Ex-Tribune Co. chief Randy Michaels arrested for DUI

Randy Michaels, the former Tribune Co. CEO whose boozy, frat-boy behavior--as documented by the New York Times--led to his ouster, was arrested in Ohio early Friday on suspicion of drunk driving.

According to the Chicago Tribune, Michaels was arrested at about 2 a.m. north of Cincinnati after police "found his car stuck in mud with water up to the vehicle's frame in a construction zone." The arresting officer "smelled alcohol on Michaels' breath, noticed his eyes were bloodshot and described him as being 'unsteady' on his feet."

Michaels--a former shock jock and radio executive who was promoted to chief executive of Tribune Co. by Sam Zell in 2009--failed a sobriety test and refused to take a Breathalyzer, according to the police report. He was sent to jail in Middletown, Ohio, before posting bail, and was due back in court later Friday.

According to the Tribune, the police report "referred to Michaels as Benjamin Homel, his given name."

Michaels ended a brief stint at the head of the Tribune Company in the wake of a scathing article by the New York Times' David Carr. In it, Carr characterized the company's executive suite as a boozy, bumbling frat house led by Michaels, who, in one bizarre scene, offered $100 to a waitress to show him her breasts in front of a number of senior employees:

"Here was this guy, who was responsible for all these people, getting drunk in front of senior people and saying this to a waitress who many of us knew," said one of the Tribune executives present, who declined to be identified because he had left the company and did not want to be quoted criticizing a former employer. "I have never seen anything like it."
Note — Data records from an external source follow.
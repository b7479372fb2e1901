use std::time::Duration;

pub const QUEUE_CRITICAL: &str = "critical";
pub const QUEUE_DEFAULT: &str = "default";
pub const QUEUE_LOW: &str = "low";

#[derive(Debug, Clone)]
pub struct QueueConfig {
    /// One worker is spawned per name.
    pub names: Vec<String>,
    pub poll_interval: Duration,
    /// Retry `n` is scheduled `n * backoff_unit` after the failure.
    pub backoff_unit: Duration,
    pub default_max_retry: i32,
    /// Processing jobs untouched for this long are handed back to Pending.
    pub stale_after: Duration,
    /// Completed and Failed jobs older than this are purged.
    pub retention: Duration,
}

impl Default for QueueConfig {
    fn default() -> Self {
        Self {
            names: vec![
                QUEUE_CRITICAL.to_string(),
                QUEUE_DEFAULT.to_string(),
                QUEUE_LOW.to_string(),
            ],
            poll_interval: Duration::from_secs(1),
            backoff_unit: Duration::from_secs(10),
            default_max_retry: 3,
            stale_after: Duration::from_secs(5 * 60),
            retention: Duration::from_secs(7 * 24 * 60 * 60),
        }
    }
}

#[derive(Debug, Clone)]
pub struct MaintenanceConfig {
    /// Covers expired reservations and stale Processing jobs.
    pub reservation_sweep: Duration,
    pub queue_purge: Duration,
}

impl Default for MaintenanceConfig {
    fn default() -> Self {
        Self {
            reservation_sweep: Duration::from_secs(5 * 60),
            queue_purge: Duration::from_secs(6 * 60 * 60),
        }
    }
}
Before the Times publishes Carr's article, Michaels sent a pre-emptive memo to Tribune staffers slamming the piece and taking a swipe Carr's own history of substance abuse by linking to a website for "The Night of the Gun," Carr's memoir about drug addiction.

Following the Times' piece, Lee Abrams, the Tribune Co.'s chief innovation officer, resigned after he sent a lewd companywide email that contained a link to an NC-17-rated video from The Onion website. Michaels resigned a week later.